In the art school’s vending machine room, now the Platform Café Space, a projector flicks through a curated selection of slides from Manchester School of Art’s Visual Resources Centre – a slide archive which is being threatened by closure by the faculty. The selection ranges from colour theory diagrams to photographs of pleasant modern-looking buildings.

Thematic connections between the slides (namely pattern, abstraction and ‘the everyday’) begin to surface after reading the exhibition’s events programme; a programme which attempts to provide alternative ways into thinking about the work on display. The full list of events can be found on The Holden Gallery website, but of note are a screening of Koyaanisqatsi on 23rd July and a 45 minute set by Manchester based band Foxtales on 6th August.

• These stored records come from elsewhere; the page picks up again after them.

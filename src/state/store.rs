use std::sync::Arc;

use tokio::sync::watch;

use crate::state::params::{CompositionParams, initialize};
use crate::state::patch::{ParamsPatch, apply_patch};

/// Shared, cloneable handle to the current [`CompositionParams`].
///
/// Every clone refers to the same state. Subscribers receive a [`watch::Receiver`] that always
/// yields the most recent version, so a burst of patches collapses into one observed change.
#[derive(Clone, Debug)]
pub struct StateStore {
    tx: Arc<watch::Sender<Arc<CompositionParams>>>,
}

impl Default for StateStore {
    fn default() -> Self {
        Self::new()
    }
}

impl StateStore {
    /// Store seeded with the documented defaults.
    pub fn new() -> Self {
        Self::with_params(initialize())
    }

    /// Store seeded with explicit parameters.
    pub fn with_params(params: CompositionParams) -> Self {
        let (tx, _rx) = watch::channel(Arc::new(params));
        Self { tx: Arc::new(tx) }
    }

    /// Current parameter version.
    pub fn snapshot(&self) -> Arc<CompositionParams> {
        self.tx.borrow().clone()
    }

    /// Apply `patch` to the current version, publish the result and return it.
    pub fn apply(&self, patch: &ParamsPatch) -> Arc<CompositionParams> {
        let mut published = None;
        self.tx.send_modify(|current| {
            let next = Arc::new(apply_patch(current, patch));
            *current = next.clone();
            published = Some(next);
        });
        tracing::debug!(
            empty = patch.is_empty(),
            receivers = self.tx.receiver_count(),
            "state patch applied"
        );
        published.unwrap_or_else(|| self.snapshot())
    }

    /// Replace the whole parameter set.
    pub fn replace(&self, params: CompositionParams) -> Arc<CompositionParams> {
        let next = Arc::new(params);
        self.tx.send_replace(next.clone());
        next
    }

    /// Subscribe to parameter changes.
    ///
    /// The returned receiver starts with the current version marked as seen.
    pub fn subscribe(&self) -> watch::Receiver<Arc<CompositionParams>> {
        self.tx.subscribe()
    }
}

#[cfg(test)]
#[path = "../../tests/unit/state/store.rs"]
mod tests;
use crate::foundation::error::{PackshotError, PackshotResult};

pub use kurbo::{Affine, Point, Rect, Vec2};

/// Largest width or height the CPU rasterizer accepts.
pub const MAX_SURFACE_EXTENT: u32 = u16::MAX as u32;

/// Pixel dimensions of a surface or bitmap.
#[derive(Clone, Copy, Debug, PartialEq, Eq, Hash, serde::Serialize, serde::Deserialize)]
pub struct Size {
    /// Width in pixels.
    pub width: u32,
    /// Height in pixels.
    pub height: u32,
}

impl Size {
    /// Construct a size without validation.
    pub const fn new(width: u32, height: u32) -> Self {
        Self { width, height }
    }

    /// Number of pixels covered.
    pub fn area(self) -> usize {
        (self.width as usize).saturating_mul(self.height as usize)
    }

    /// Whether either extent is zero.
    pub fn is_empty(self) -> bool {
        self.width == 0 || self.height == 0
    }

    /// Check the size can back a raster surface and return it as `u16` extents.
    pub fn raster_extents(self) -> PackshotResult<(u16, u16)> {
        if self.is_empty() {
            return Err(PackshotError::validation(format!(
                "surface size must be positive, got {}x{}",
                self.width, self.height
            )));
        }
        let w: u16 = self.width.try_into().map_err(|_| {
            PackshotError::validation(format!(
                "surface width {} exceeds {MAX_SURFACE_EXTENT}",
                self.width
            ))
        })?;
        let h: u16 = self.height.try_into().map_err(|_| {
            PackshotError::validation(format!(
                "surface height {} exceeds {MAX_SURFACE_EXTENT}",
                self.height
            ))
        })?;
        Ok((w, h))
    }

    /// Multiply both extents by `factor`, rounding to the nearest pixel.
    pub fn scaled_round(self, factor: f64) -> PackshotResult<Self> {
        if !factor.is_finite() || factor <= 0.0 {
            return Err(PackshotError::validation(format!(
                "scale factor must be finite and > 0, got {factor}"
            )));
        }
        let scale = |v: u32| -> PackshotResult<u32> {
            let out = (f64::from(v) * factor).round();
            if out > f64::from(MAX_SURFACE_EXTENT) {
                return Err(PackshotError::validation(format!(
                    "scaled extent {out} exceeds {MAX_SURFACE_EXTENT}"
                )));
            }
            Ok(out as u32)
        };
        Ok(Self {
            width: scale(self.width)?,
            height: scale(self.height)?,
        })
    }
}

impl std::fmt::Display for Size {
    fn fmt(&self, f: &mut std::fmt::Formatter<'_>) -> std::fmt::Result {
        write!(f, "{}x{}", self.width, self.height)
    }
}

#[cfg(test)]
#[path = "../../tests/unit/foundation/core.rs"]
mod tests;
use super::*;
use crate::foundation::core::Size;

fn surface(w: u32, h: u32) -> Surface {
    Surface::new(Size::new(w, h)).unwrap()
}

#[test]
fn checker_tiles_alternate_every_32_pixels() {
    let mut s = surface(64, 64);
    let params = CompositionParams {
        background: BackgroundKind::Checker,
        ..CompositionParams::default()
    };
    paint_background(&mut s, &params);

    let even = [0xf3, 0xf4, 0xf6, 0xff];
    let odd = [0xe5, 0xe7, 0xeb, 0xff];
    assert_eq!(s.pixel(0, 0), Some(even));
    assert_eq!(s.pixel(31, 31), Some(even));
    assert_eq!(s.pixel(32, 0), Some(odd));
    assert_eq!(s.pixel(0, 32), Some(odd));
    assert_eq!(s.pixel(40, 40), Some(even));
    assert_eq!(s.pixel(63, 10), Some(odd));
}

#[test]
fn transparent_paints_the_same_checker() {
    let mut a = surface(70, 33);
    let mut b = surface(70, 33);
    paint_background(
        &mut a,
        &CompositionParams {
            background: BackgroundKind::Checker,
            ..CompositionParams::default()
        },
    );
    paint_background(
        &mut b,
        &CompositionParams {
            background: BackgroundKind::Transparent,
            ..CompositionParams::default()
        },
    );
    assert_eq!(a, b);
}

#[test]
fn solid_fills_premultiplied_color() {
    let mut s = surface(4, 4);
    let params = CompositionParams {
        background: BackgroundKind::Solid,
        solid_color: Rgba8::rgba(200, 100, 0, 128),
        ..CompositionParams::default()
    };
    paint_background(&mut s, &params);
    assert_eq!(s.pixel(3, 3), Some([100, 50, 0, 128]));
}

#[test]
fn gradient_runs_from_top_left_to_bottom_right() {
    let mut s = surface(100, 100);
    let params = CompositionParams {
        background: BackgroundKind::Gradient,
        gradient_start: Rgba8::rgb(0, 0, 0),
        gradient_end: Rgba8::rgb(255, 255, 255),
        ..CompositionParams::default()
    };
    paint_background(&mut s, &params);

    let tl = s.pixel(0, 0).unwrap();
    let br = s.pixel(99, 99).unwrap();
    let tr = s.pixel(99, 0).unwrap();
    let bl = s.pixel(0, 99).unwrap();
    assert!(tl[0] <= 2);
    assert!(br[0] >= 253);
    assert_eq!(tr, bl);
    assert!((i32::from(tr[0]) - 128).abs() <= 1);
    assert_eq!(tl[3], 255);
}

#[test]
fn gradient_interpolates_in_premultiplied_space() {
    let mut s = surface(2, 2);
    let params = CompositionParams {
        background: BackgroundKind::Gradient,
        gradient_start: Rgba8::rgba(255, 0, 0, 255),
        gradient_end: Rgba8::rgba(0, 0, 255, 0),
        ..CompositionParams::default()
    };
    paint_background(&mut s, &params);
    for y in 0..2 {
        for x in 0..2 {
            let px = s.pixel(x, y).unwrap();
            assert!(px[0] <= px[3]);
            assert_eq!(px[2], 0);
        }
    }
}

#[test]
fn gradient_keeps_color_within_alpha_for_translucent_ends() {
    let mut s = surface(16, 16);
    let params = CompositionParams {
        background: BackgroundKind::Gradient,
        gradient_start: Rgba8::rgba(255, 255, 255, 10),
        gradient_end: Rgba8::rgba(255, 255, 255, 200),
        ..CompositionParams::default()
    };
    paint_background(&mut s, &params);
    for px in s.data().chunks_exact(4) {
        assert!(px[0] <= px[3] && px[1] <= px[3] && px[2] <= px[3]);
    }
    assert!(s.pixel(0, 0).unwrap()[3] < s.pixel(15, 15).unwrap()[3]);
}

From the café the audience make their way back across the central gallery and on to the film space, formerly a room belonging to the school of art’s sculpture course for setting up and taking down large scale installations. On show is Mark Wallinger’s Construction Site (2012), an 83 minute static shot of three scaffolders setting up and taking down scaffolding on Folkstone beach.

The grid of scaffolding, once erected, falls in line with the horizon. It becomes a secondary frame for what might be understood as a performance – a choreography of labour. Occasionally a bird or boat will float in and out of shot drawing attention away from the performance to the world outside the frame. One cannot help but think of the labour intensive process of installing Lambie’s floor and the team of volunteers who carried out the work. The audience applauds as a scaffolder on the upper tier skilfully throws a spanner into a bucket on the ground.

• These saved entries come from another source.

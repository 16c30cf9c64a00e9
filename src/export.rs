pub(crate) mod delivery;
pub(crate) mod encode;
pub(crate) mod pipeline;
pub(crate) mod targets;
use kurbo::Shape;

use crate::assets::decode::Bitmap;
use crate::assets::fonts::FontBook;
use crate::assets::text::{CaptionStyle, TextBrushRgba8, TextLayoutEngine};
use crate::foundation::core::{Affine, Size, Vec2};
use crate::foundation::error::PackshotResult;
use crate::render::background::paint_background;
use crate::render::placement::ProductPlacement;
use crate::render::surface::Surface;
use crate::state::params::CompositionParams;

/// Pure compositing function: parameters and an optional bitmap in, a drawn surface out.
///
/// Stages run in a fixed order: background, product (shadow first), caption. The background is
/// written straight into the surface; product and caption are rasterized with `vello_cpu` into
/// an overlay which is then composited source-over.
#[derive(Clone, Debug)]
pub struct Compositor {
    fonts: FontBook,
}

impl Compositor {
    /// Compositor drawing captions with faces from `fonts`.
    pub fn new(fonts: FontBook) -> Self {
        Self { fonts }
    }

    /// Font book used for captions.
    pub fn fonts(&self) -> &FontBook {
        &self.fonts
    }

    /// Render at the canvas size held in `params`.
    pub fn render(
        &self,
        params: &CompositionParams,
        bitmap: Option<&Bitmap>,
    ) -> PackshotResult<Surface> {
        self.render_at(params, bitmap, params.size())
    }

    /// Render with the canvas size replaced by `size`; every other parameter is used as-is.
    #[tracing::instrument(level = "debug", skip(self, params, bitmap), fields(has_bitmap = bitmap.is_some()))]
    pub fn render_at(
        &self,
        params: &CompositionParams,
        bitmap: Option<&Bitmap>,
        size: Size,
    ) -> PackshotResult<Surface> {
        let mut surface = Surface::new(size)?;
        let (w, h) = size.raster_extents()?;

        paint_background(&mut surface, params);

        let mut ctx = vello_cpu::RenderContext::new(w, h);
        let mut drew = false;
        if let Some(bitmap) = bitmap {
            drew |= draw_product(&mut ctx, params, bitmap, size);
        }
        if let Some(text) = params.visible_text() {
            drew |= self.draw_caption(&mut ctx, params, text, size);
        }

        if drew {
            ctx.flush();
            let mut overlay = vello_cpu::Pixmap::new(w, h);
            ctx.render_to_pixmap(&mut overlay);
            surface.premul_over_in_place(overlay.data_as_u8_slice())?;
        }
        Ok(surface)
    }

    fn draw_caption(
        &self,
        ctx: &mut vello_cpu::RenderContext,
        params: &CompositionParams,
        text: &str,
        size: Size,
    ) -> bool {
        let Some(font) = self.fonts.resolve(params.text_weight.0) else {
            tracing::warn!("no font face available, caption skipped");
            return false;
        };

        let style = CaptionStyle {
            size_px: params.text_size_px,
            weight: params.text_weight.0,
            brush: TextBrushRgba8::from(params.text_color),
        };
        let layout = match TextLayoutEngine::new().layout_plain(text, &font, style) {
            Ok(layout) => layout,
            Err(e) => {
                tracing::warn!(error = %e, family = %font.family, "caption layout failed, skipped");
                return false;
            }
        };

        let (cw, ch) = (f64::from(size.width), f64::from(size.height));
        let origin = Vec2::new(
            cw / 2.0 - f64::from(layout.width()) / 2.0,
            params.effective_text_position() * ch - f64::from(layout.height()) / 2.0,
        );
        let cpu_font =
            vello_cpu::peniko::FontData::new(vello_cpu::peniko::Blob::new(font.bytes), font.index);

        ctx.set_paint_transform(vello_cpu::kurbo::Affine::IDENTITY);
        ctx.set_transform(affine_to_cpu(Affine::translate(origin)));
        for line in layout.lines() {
            for item in line.items() {
                let parley::layout::PositionedLayoutItem::GlyphRun(run) = item else {
                    continue;
                };
                let brush = run.style().brush;
                ctx.set_paint(vello_cpu::peniko::Color::from_rgba8(
                    brush.r, brush.g, brush.b, brush.a,
                ));
                let glyphs = run.glyphs().map(|g| vello_cpu::Glyph {
                    id: g.id,
                    x: g.x,
                    y: g.y,
                });
                ctx.glyph_run(&cpu_font)
                    .font_size(run.run().font_size())
                    .fill_glyphs(glyphs);
            }
        }
        true
    }
}

fn draw_product(
    ctx: &mut vello_cpu::RenderContext,
    params: &CompositionParams,
    bitmap: &Bitmap,
    size: Size,
) -> bool {
    let placement = ProductPlacement::compute(
        size,
        bitmap.size(),
        params.product_scale,
        params.rotation_deg,
    );
    if placement.is_degenerate() {
        tracing::debug!(?placement, "product placement degenerate, nothing drawn");
        return false;
    }

    ctx.set_paint_transform(vello_cpu::kurbo::Affine::IDENTITY);

    let opacity = params.effective_shadow_opacity();
    if params.shadow_enabled && opacity > 0.0 {
        let alpha = (opacity * 255.0).round().clamp(0.0, 255.0) as u8;
        ctx.set_transform(affine_to_cpu(placement.shadow_transform()));
        ctx.set_paint(vello_cpu::peniko::Color::from_rgba8(0, 0, 0, alpha));
        let path = placement.shadow_ellipse().to_path(0.1);
        ctx.fill_path(&bezpath_to_cpu(&path));
    }

    ctx.set_transform(affine_to_cpu(placement.image_transform()));
    ctx.set_paint(bitmap.paint());
    ctx.fill_rect(&vello_cpu::kurbo::Rect::new(
        0.0,
        0.0,
        f64::from(bitmap.width()),
        f64::from(bitmap.height()),
    ));
    true
}

fn affine_to_cpu(a: Affine) -> vello_cpu::kurbo::Affine {
    vello_cpu::kurbo::Affine::new(a.as_coeffs())
}

fn point_to_cpu(p: kurbo::Point) -> vello_cpu::kurbo::Point {
    vello_cpu::kurbo::Point::new(p.x, p.y)
}

fn bezpath_to_cpu(path: &kurbo::BezPath) -> vello_cpu::kurbo::BezPath {
    use kurbo::PathEl;

    let mut out = vello_cpu::kurbo::BezPath::new();
    for &el in path.elements() {
        match el {
            PathEl::MoveTo(p) => out.move_to(point_to_cpu(p)),
            PathEl::LineTo(p) => out.line_to(point_to_cpu(p)),
            PathEl::QuadTo(p1, p2) => out.quad_to(point_to_cpu(p1), point_to_cpu(p2)),
            PathEl::CurveTo(p1, p2, p3) => {
                out.curve_to(point_to_cpu(p1), point_to_cpu(p2), point_to_cpu(p3));
            }
            PathEl::ClosePath => out.close_path(),
        }
    }
    out
}

#[cfg(test)]
#[path = "../../tests/unit/render/compositor.rs"]
mod tests;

Outside the film space, anarchy has descended upon the central gallery – a chaos matched only at the most riotous of Strokes gigs. A man spits a small amount of beer onto the floor in a gesture of thoughtful abandon. A group make a break for Lambie’s dance floor where they photograph each other lying down in turns – horizontal striped Breton shirts disrupting the now familiar pattern of black and white swirls. At last, the headline act takes to the stage.

Daniel McMillan is an artist and writer based in Manchester.

Image installation view of Jim Lambie ‘The Strokes’ 2008, courtesy of Sean McCrossan and Holden Gallery.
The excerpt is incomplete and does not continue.